*** Block opens ***

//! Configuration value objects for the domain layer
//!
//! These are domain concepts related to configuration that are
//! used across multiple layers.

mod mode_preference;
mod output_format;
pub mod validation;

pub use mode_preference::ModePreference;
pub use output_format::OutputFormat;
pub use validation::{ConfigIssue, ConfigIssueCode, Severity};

*** Block closes ***
*** Block opens ***

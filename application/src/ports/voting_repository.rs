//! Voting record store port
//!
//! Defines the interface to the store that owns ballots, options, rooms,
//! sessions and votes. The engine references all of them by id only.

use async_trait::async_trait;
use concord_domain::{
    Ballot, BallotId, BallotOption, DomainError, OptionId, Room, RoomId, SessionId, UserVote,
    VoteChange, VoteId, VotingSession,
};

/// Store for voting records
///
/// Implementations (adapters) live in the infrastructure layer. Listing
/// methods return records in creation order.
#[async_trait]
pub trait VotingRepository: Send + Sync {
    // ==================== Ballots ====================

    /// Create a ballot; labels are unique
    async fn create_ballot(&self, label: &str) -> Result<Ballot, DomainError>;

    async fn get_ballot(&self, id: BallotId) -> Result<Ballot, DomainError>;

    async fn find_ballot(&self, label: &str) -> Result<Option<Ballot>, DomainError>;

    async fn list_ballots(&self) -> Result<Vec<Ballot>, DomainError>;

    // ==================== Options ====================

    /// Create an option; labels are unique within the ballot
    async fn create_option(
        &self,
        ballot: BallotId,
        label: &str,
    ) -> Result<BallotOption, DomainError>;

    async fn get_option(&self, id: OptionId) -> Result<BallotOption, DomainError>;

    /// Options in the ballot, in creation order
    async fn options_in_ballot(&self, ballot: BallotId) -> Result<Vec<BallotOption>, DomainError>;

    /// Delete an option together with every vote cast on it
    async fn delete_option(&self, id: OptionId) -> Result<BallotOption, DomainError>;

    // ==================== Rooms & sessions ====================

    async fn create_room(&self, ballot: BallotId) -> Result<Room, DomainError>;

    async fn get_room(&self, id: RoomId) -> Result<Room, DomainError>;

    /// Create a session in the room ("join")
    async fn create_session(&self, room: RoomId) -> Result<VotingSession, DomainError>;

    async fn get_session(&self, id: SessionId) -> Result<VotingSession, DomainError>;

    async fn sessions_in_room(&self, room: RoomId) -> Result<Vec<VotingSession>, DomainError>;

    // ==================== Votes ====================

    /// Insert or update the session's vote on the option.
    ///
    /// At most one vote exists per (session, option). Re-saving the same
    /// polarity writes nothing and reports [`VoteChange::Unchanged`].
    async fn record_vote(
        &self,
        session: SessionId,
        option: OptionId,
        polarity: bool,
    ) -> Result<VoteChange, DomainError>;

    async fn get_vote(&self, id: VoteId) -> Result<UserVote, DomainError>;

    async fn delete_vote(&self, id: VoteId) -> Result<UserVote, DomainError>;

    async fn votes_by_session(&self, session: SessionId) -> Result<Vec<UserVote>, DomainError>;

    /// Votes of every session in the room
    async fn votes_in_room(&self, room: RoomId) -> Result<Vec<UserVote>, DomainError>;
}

*** Block closes ***
*** Block opens ***

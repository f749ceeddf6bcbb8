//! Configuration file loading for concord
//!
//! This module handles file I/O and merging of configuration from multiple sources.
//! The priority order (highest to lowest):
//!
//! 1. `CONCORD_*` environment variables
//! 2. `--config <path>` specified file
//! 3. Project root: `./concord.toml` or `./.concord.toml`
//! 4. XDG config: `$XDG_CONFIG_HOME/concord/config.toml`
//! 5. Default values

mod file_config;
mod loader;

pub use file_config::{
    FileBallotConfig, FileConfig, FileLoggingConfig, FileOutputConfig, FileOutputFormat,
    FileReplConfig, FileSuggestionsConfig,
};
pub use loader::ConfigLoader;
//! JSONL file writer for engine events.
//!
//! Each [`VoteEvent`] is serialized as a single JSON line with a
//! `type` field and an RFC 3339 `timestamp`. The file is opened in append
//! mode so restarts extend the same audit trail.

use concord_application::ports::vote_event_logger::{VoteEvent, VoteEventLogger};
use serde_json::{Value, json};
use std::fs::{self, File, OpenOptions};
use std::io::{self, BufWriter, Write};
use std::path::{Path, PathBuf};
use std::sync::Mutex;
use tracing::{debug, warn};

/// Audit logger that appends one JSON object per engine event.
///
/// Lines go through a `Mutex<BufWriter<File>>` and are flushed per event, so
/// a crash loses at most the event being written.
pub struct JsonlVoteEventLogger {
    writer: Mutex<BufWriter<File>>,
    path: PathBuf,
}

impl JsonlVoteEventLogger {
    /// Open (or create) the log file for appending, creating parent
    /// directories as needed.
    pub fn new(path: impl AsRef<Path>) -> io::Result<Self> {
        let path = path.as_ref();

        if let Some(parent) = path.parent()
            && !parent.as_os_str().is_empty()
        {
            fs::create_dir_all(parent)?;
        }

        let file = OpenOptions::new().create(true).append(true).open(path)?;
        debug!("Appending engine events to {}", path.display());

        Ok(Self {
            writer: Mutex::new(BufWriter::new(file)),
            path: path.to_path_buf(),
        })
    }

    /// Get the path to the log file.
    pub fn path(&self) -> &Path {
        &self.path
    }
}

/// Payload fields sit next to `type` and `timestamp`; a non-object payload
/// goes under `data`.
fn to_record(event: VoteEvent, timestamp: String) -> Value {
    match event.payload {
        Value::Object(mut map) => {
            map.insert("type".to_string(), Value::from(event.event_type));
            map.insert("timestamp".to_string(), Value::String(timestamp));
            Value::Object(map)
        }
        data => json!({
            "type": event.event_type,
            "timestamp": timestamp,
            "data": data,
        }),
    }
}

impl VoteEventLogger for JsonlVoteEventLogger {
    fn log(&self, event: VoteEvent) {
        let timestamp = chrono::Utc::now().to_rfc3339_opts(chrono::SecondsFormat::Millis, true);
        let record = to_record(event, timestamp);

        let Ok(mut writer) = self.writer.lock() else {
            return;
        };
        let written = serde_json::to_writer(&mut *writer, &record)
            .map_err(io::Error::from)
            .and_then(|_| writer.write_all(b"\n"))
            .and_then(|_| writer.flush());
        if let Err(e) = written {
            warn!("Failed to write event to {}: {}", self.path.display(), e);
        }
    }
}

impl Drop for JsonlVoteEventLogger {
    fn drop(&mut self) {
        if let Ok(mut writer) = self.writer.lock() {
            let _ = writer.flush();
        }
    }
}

*** Block closes ***

Work item: From the entries above, return exactly the line containing "async fn get_room(&self, id: RoomId)", the line containing "async fn sessions_in_room(&self, room: RoomId)", and all lines between, and nothing else.

Solution for this task:
    async fn get_room(&self, id: RoomId) -> Result<Room, DomainError>;

    /// Create a session in the room ("join")
    async fn create_session(&self, room: RoomId) -> Result<VotingSession, DomainError>;

    async fn get_session(&self, id: SessionId) -> Result<VotingSession, DomainError>;

    async fn sessions_in_room(&self, room: RoomId) -> Result<Vec<VotingSession>, DomainError>;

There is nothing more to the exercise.